Building a 130K Node Kubernetes Cluster

The relentless demand for artificial intelligence (AI) and machine learning (ML) workloads is pushing the boundaries of cloud infrastructure, requiring unprecedented compute resources. In a groundbreaking experimental feat, Google Cloud has shattered Kubernetes scalability records by successfully constructing and operating a 130,000-node cluster within Google Kubernetes Engine (GKE). This achievement, doubling the size of its previously announced 65,000-node capability, offers a compelling case study into the architectural innovations and engineering prowess required to manage Kubernetes at an exascale.

This article delves into the technical challenges and solutions involved in building and maintaining such an immense Kubernetes cluster, exploring the re-imagined control plane, advanced networking and storage paradigms, and the operational strategies necessary to orchestrate over a hundred thousand nodes.

The Hyperscale Challenge: Pushing Kubernetes Limits

Standard Kubernetes distributions are typically designed to support clusters up to around 5,000 nodes, with a maximum of 150,000 pods. While major cloud providers like Amazon EKS have pushed this limit to 100,000 nodes and GKE to 65,000 nodes for production, reaching 130,000 nodes in a single cluster is a monumental leap. This scale introduces a cascade of fundamental bottlenecks across the entire Kubernetes architecture, from the core control plane components to networking and persistent storage.

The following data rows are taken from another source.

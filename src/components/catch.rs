use gloo::timers::callback::{Interval, Timeout};
use std::rc::Rc;
use web_sys::{Element, TouchEvent};
use yew::prelude::*;

use crate::config::{CatchRules, PropKind, Timings, default_compliments};
use crate::model::catch::{area_x, pick_message};
use crate::model::{CatchAction, CatchGame, FinishReason};
use crate::state::TickSet;
use crate::util::{anchor_or_log, clog};

#[derive(Properties, PartialEq, Clone)]
pub struct CatchSceneProps {
    pub timings: Timings,
    #[prop_or_default]
    pub rules: CatchRules,
    pub prop_kinds: Rc<Vec<PropKind>>,
    /// Loaded compliments; `None` while loading.
    #[prop_or_default]
    pub compliments: Option<Rc<Vec<String>>>,
    pub on_complete: Callback<()>,
}

/// Measures the play area and converts a viewport x into area coordinates.
fn measure(area: &NodeRef, game: &UseReducerHandle<CatchGame>, client_x: Option<f64>) {
    let Some(el) = anchor_or_log::<Element>(area, "catch-area", "catch") else {
        return;
    };
    game.dispatch(CatchAction::Measure {
        width: el.client_width() as f64,
        height: el.client_height() as f64,
    });
    if let Some(x) = client_x {
        let left = el.get_bounding_client_rect().left();
        game.dispatch(CatchAction::MoveBasket(area_x(x, left, el.client_left() as f64)));
    }
}

#[function_component(CatchScene)]
pub fn catch_scene(props: &CatchSceneProps) -> Html {
    let kinds = props.prop_kinds.len();
    let rules = props.rules;
    let game = use_reducer(move || CatchGame::new(rules, kinds));
    let area = use_node_ref();
    let fall_timers = use_mut_ref(TickSet::<u32, Interval>::default);
    let toast = use_state(|| None::<String>);
    let toast_timer = use_mut_ref(|| None::<Timeout>);

    // Spawn loop
    {
        let game_h = game.clone();
        let every = props.timings.catch_spawn_ms;
        use_effect_with(game.spawning(), move |spawning| {
            let handle = spawning.then(|| {
                clog("catch: spawning");
                Interval::new(every, move || game_h.dispatch(CatchAction::SpawnTick))
            });
            move || drop(handle)
        });
    }

    // One fall interval per live item
    {
        let game_h = game.clone();
        let fall_timers = fall_timers.clone();
        let every = props.timings.catch_fall_ms;
        let live: Vec<u32> = game.falling().iter().map(|f| f.id).collect();
        use_effect_with(live, move |live| {
            fall_timers.borrow_mut().sync(live, |id| {
                let game_h = game_h.clone();
                Interval::new(every, move || game_h.dispatch(CatchAction::FallTick(id)))
            });
            || ()
        });
    }
    {
        let fall_timers = fall_timers.clone();
        let toast_timer = toast_timer.clone();
        use_effect_with((), move |_| {
            move || {
                fall_timers.borrow_mut().clear();
                toast_timer.borrow_mut().take();
            }
        });
    }

    {
        let on_complete = props.on_complete.clone();
        let t = props.timings;
        use_effect_with(game.completion(), move |reason| {
            let handle = (*reason).map(|reason| {
                let delay = match reason {
                    FinishReason::Exhausted => t.catch_exhausted_ms,
                    FinishReason::Threshold => t.catch_threshold_ms,
                };
                clog(&format!("catch: finished ({:?})", reason));
                Timeout::new(delay, move || on_complete.emit(()))
            });
            move || drop(handle)
        });
    }

    let on_start = {
        let game = game.clone();
        let area = area.clone();
        Callback::from(move |_: MouseEvent| {
            if anchor_or_log::<Element>(&area, "catch-area", "catch").is_none() {
                return;
            }
            measure(&area, &game, None);
            game.dispatch(CatchAction::Start);
        })
    };
    let on_mouse_move = {
        let game = game.clone();
        let area = area.clone();
        Callback::from(move |e: MouseEvent| {
            if game.started() {
                measure(&area, &game, Some(e.client_x() as f64));
            }
        })
    };
    let on_touch_move = {
        let game = game.clone();
        let area = area.clone();
        Callback::from(move |e: TouchEvent| {
            if !game.started() {
                return;
            }
            if let Some(t) = e.touches().item(0) {
                measure(&area, &game, Some(t.client_x() as f64));
            }
        })
    };

    let show_toast = {
        let toast = toast.clone();
        let toast_timer = toast_timer.clone();
        let compliments = props.compliments.clone();
        let life = props.timings.compliment_toast_ms;
        Callback::from(move |name: String| {
            let fallback;
            let list: &[String] = match &compliments {
                Some(list) => list.as_slice(),
                None => {
                    fallback = default_compliments();
                    fallback.as_slice()
                }
            };
            let Some(msg) = pick_message(&mut rand::thread_rng(), list) else {
                return;
            };
            toast.set(Some(format!("{} — {}", name, msg)));
            let toast = toast.clone();
            *toast_timer.borrow_mut() = Some(Timeout::new(life, move || toast.set(None)));
        })
    };

    let prop_of = |kind: usize| props.prop_kinds.get(kind).or_else(|| props.prop_kinds.first());
    let size = game.rules().item_size;
    let basket = game.basket_rect();

    let label = if game.is_finished() {
        "Finished!"
    } else if game.started() {
        "Catching..."
    } else {
        "Start Catching!"
    };

    html! {
        <>
            <button class="catch-start" disabled={game.started()} onclick={on_start}>{ label }</button>
            <div class="catch-score">
                { format!("Caught {} / {}", game.caught().len(), game.rules().catch_goal) }
            </div>
            <div
                id="catch-area"
                class="catch-area"
                ref={area}
                style="touch-action:none;"
                onmousemove={on_mouse_move}
                ontouchmove={on_touch_move}
            >
                { for game.falling().iter().map(|item| {
                    let (src, name) = prop_of(item.kind)
                        .map(|p| (p.image.clone(), p.name.clone()))
                        .unwrap_or_default();
                    html! {
                        <img
                            key={item.id}
                            class="catch-item"
                            src={src}
                            alt={name}
                            style={format!(
                                "position:absolute; left:{:.1}px; top:{:.1}px; width:{}px; height:{}px;",
                                item.left, item.top, size, size
                            )}
                        />
                    }
                }) }
                <div
                    class="catch-basket"
                    style={format!(
                        "position:absolute; left:{:.1}px; bottom:0; width:{}px; height:{}px;",
                        basket.left, basket.width, basket.height
                    )}
                >{"🧺"}</div>
            </div>
            <div class="caught-list">
                { for game.caught().iter().map(|c| {
                    let (src, name) = prop_of(c.kind)
                        .map(|p| (p.image.clone(), p.name.clone()))
                        .unwrap_or_default();
                    html! {
                        <button
                            key={c.id}
                            class="caught-item"
                            title={name.clone()}
                            onclick={show_toast.reform({
                                let name = name.clone();
                                move |_: MouseEvent| name.clone()
                            })}
                        >
                            <img src={src} alt={name} />
                        </button>
                    }
                }) }
            </div>
            {
                if let Some(msg) = &*toast {
                    html! { <div class="compliment-toast">{ msg.clone() }</div> }
                } else {
                    html! {}
                }
            }
        </>
    }
}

At this scale, every interaction with the cluster, every state change, and every resource allocation multiplies the load on the control plane. Traditional Kubernetes setups falter due to the immense volume of objects and the rate of operations required. Engineers must contend with issues like control plane saturation, API server queuing, and etcd database strain, where object counts can exceed 1.3 billion. Overcoming these challenges necessitates rethinking core components and introducing advanced optimization techniques.

Kubernetes control plane components — Photo by Markus Winkler on Unsplash

Reimagining the Control Plane: API Server and etcd at Scale

The Kubernetes control plane, consisting of the API server, etcd, scheduler, and controller manager, acts as the brain of the cluster. At 130,000 nodes, these components require significant architectural overhauls to maintain responsiveness and stability.

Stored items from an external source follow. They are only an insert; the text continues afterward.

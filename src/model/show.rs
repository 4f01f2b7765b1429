//! Act/scene orchestration state machine.
//!
//! Visibility and layout are projections of [`ShowState::stage`]; nothing in
//! the rendered markup is read back as state.

use serde::{Deserialize, Serialize};
use std::fmt;
use std::rc::Rc;
use yew::Reducible;

#[derive(Clone, Copy, Debug, PartialEq, Eq, Hash, Serialize, Deserialize)]
pub enum Act {
    Opening,
    Playful,
    Question,
    Finale,
}

impl Act {
    pub const ALL: [Act; 4] = [Act::Opening, Act::Playful, Act::Question, Act::Finale];

    pub fn dom_id(self) -> &'static str {
        match self {
            Act::Opening => "act-1",
            Act::Playful => "act-2",
            Act::Question => "act-3",
            Act::Finale => "act-4",
        }
    }
}

#[derive(Clone, Copy, Debug, PartialEq, Eq, Hash, Serialize, Deserialize)]
pub enum Scene {
    Puzzle,
    Match,
    Catch,
}

impl Scene {
    pub const ALL: [Scene; 3] = [Scene::Puzzle, Scene::Match, Scene::Catch];

    pub fn index(self) -> usize {
        match self {
            Scene::Puzzle => 0,
            Scene::Match => 1,
            Scene::Catch => 2,
        }
    }

    pub fn next(self) -> Option<Scene> {
        match self {
            Scene::Puzzle => Some(Scene::Match),
            Scene::Match => Some(Scene::Catch),
            Scene::Catch => None,
        }
    }

    pub fn dom_id(self) -> &'static str {
        match self {
            Scene::Puzzle => "scene-1",
            Scene::Match => "scene-2",
            Scene::Catch => "scene-3",
        }
    }
}

/// Where the show currently is. `Finale` is terminal.
#[derive(Clone, Copy, Debug, PartialEq, Eq, Serialize, Deserialize)]
pub enum Stage {
    Opening,
    Playful(Scene),
    Question,
    Finale,
}

impl Stage {
    pub fn act(self) -> Act {
        match self {
            Stage::Opening => Act::Opening,
            Stage::Playful(_) => Act::Playful,
            Stage::Question => Act::Question,
            Stage::Finale => Act::Finale,
        }
    }

    pub fn scene(self) -> Option<Scene> {
        match self {
            Stage::Playful(scene) => Some(scene),
            _ => None,
        }
    }
}

impl fmt::Display for Stage {
    fn fmt(&self, f: &mut fmt::Formatter<'_>) -> fmt::Result {
        match self {
            Stage::Playful(scene) => write!(f, "{}/{}", Act::Playful.dom_id(), scene.dom_id()),
            other => f.write_str(other.act().dom_id()),
        }
    }
}

#[derive(Clone, Copy, Debug, PartialEq, Eq, Serialize, Deserialize)]
pub enum LayoutMode {
    Centered,
    Scrollable,
}

#[derive(Clone, Debug, PartialEq, Serialize, Deserialize)]
pub struct ShowState {
    pub stage: Stage,
    /// Completion flags, indexed by [`Scene::index`].
    pub completed: [bool; 3],
    pub curtain_open: bool,
    /// Set once Act II has been entered; mini-games are mounted from then on.
    pub games_started: bool,
    /// Set once Act III has been entered; the gate is mounted from then on.
    pub gate_started: bool,
    /// Bumped on every `show_act`; the layout effect keys on it.
    pub layout_epoch: u32,
}

impl Default for ShowState {
    fn default() -> Self {
        Self::new()
    }
}

#[derive(Clone, Debug, PartialEq)]
pub enum ShowAction {
    OpenCurtain,
    /// Curtain signal plus the settle delay have elapsed.
    EnterPlayful,
    SceneComplete(Scene),
    Proceed(Scene),
    GateFinished,
}

impl ShowState {
    pub fn new() -> Self {
        Self {
            stage: Stage::Opening,
            completed: [false; 3],
            curtain_open: false,
            games_started: false,
            gate_started: false,
            layout_epoch: 0,
        }
    }

    /// Applies `action`; returns `false` and leaves the state untouched when
    /// the current stage does not accept it.
    pub fn step(&mut self, action: &ShowAction) -> bool {
        match (action, self.stage) {
            (ShowAction::OpenCurtain, _) => {
                if self.curtain_open {
                    return false;
                }
                self.curtain_open = true;
                true
            }
            (ShowAction::EnterPlayful, Stage::Opening) => {
                self.games_started = true;
                self.show_act(Stage::Playful(Scene::Puzzle));
                true
            }
            (ShowAction::SceneComplete(scene), _) => {
                let flag = &mut self.completed[scene.index()];
                if !self.games_started || *flag {
                    return false;
                }
                *flag = true;
                true
            }
            (ShowAction::Proceed(scene), Stage::Playful(current)) => {
                if *scene != current || !self.proceed_enabled(current) {
                    return false;
                }
                match current.next() {
                    Some(next) => self.show_act(Stage::Playful(next)),
                    None => {
                        self.gate_started = true;
                        self.show_act(Stage::Question);
                    }
                }
                true
            }
            (ShowAction::GateFinished, Stage::Question) => {
                self.show_act(Stage::Finale);
                true
            }
            _ => false,
        }
    }

    fn show_act(&mut self, target: Stage) {
        self.stage = target;
        self.layout_epoch = self.layout_epoch.wrapping_add(1);
    }

    pub fn act_visible(&self, act: Act) -> bool {
        self.stage.act() == act
    }

    pub fn scene_visible(&self, scene: Scene) -> bool {
        self.stage.scene() == Some(scene)
    }

    pub fn proceed_enabled(&self, scene: Scene) -> bool {
        self.completed[scene.index()]
    }

    /// Page-level layout: the opening and finale sit centred in a fixed
    /// viewport, the middle acts scroll.
    pub fn body_layout(&self) -> LayoutMode {
        match self.stage {
            Stage::Opening | Stage::Finale => LayoutMode::Centered,
            Stage::Playful(_) | Stage::Question => LayoutMode::Scrollable,
        }
    }

    /// Whether `act` gets the vertical flex-centering override. Only the
    /// visible act can carry it, so leaving an act drops its override.
    pub fn centers_act(&self, act: Act) -> bool {
        match (act, self.stage) {
            (Act::Finale, Stage::Finale) => true,
            (Act::Playful, Stage::Playful(Scene::Match | Scene::Catch)) => true,
            _ => false,
        }
    }
}

impl Reducible for ShowState {
    type Action = ShowAction;

    fn reduce(self: Rc<Self>, action: Self::Action) -> Rc<Self> {
        let mut new = (*self).clone();
        if !new.step(&action) {
            return self;
        }
        Rc::new(new)
    }
}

The API Server: The Cluster’s Gateway Under Pressure

The kube-apiserver is the front-end for the Kubernetes control plane, handling all requests. In a hyperscale cluster, it becomes the most heavily utilized component. To mitigate saturation, horizontal scaling of the API server is crucial, often involving multiple instances behind a load balancer to distribute the request load.

Further optimizations include:

API Priority and Fairness (APF): This mechanism acts like an intelligent traffic controller, categorizing incoming requests into different priority levels to prevent any single user or misbehaving application from monopolizing the API server.
Caching Strategies: Leveraging client-side caches and optimizing how clients retrieve resources can significantly reduce the volume of direct API server queries.
Downward API: For applications needing metadata about themselves (e.g., pod labels, annotations), the Downward API allows direct injection of this information into pods, eliminating the need for frequent API server polling by sidecars or init containers.

etcd: The Stateful Bottleneck

etcd, Kubernetes’ distributed key-value store, is often the single most critical and limiting factor for cluster scalability. It stores the entire state of the cluster, and its performance directly impacts API server responsiveness and overall cluster health. At 130,000 nodes, a monolithic etcd deployment is simply unsustainable.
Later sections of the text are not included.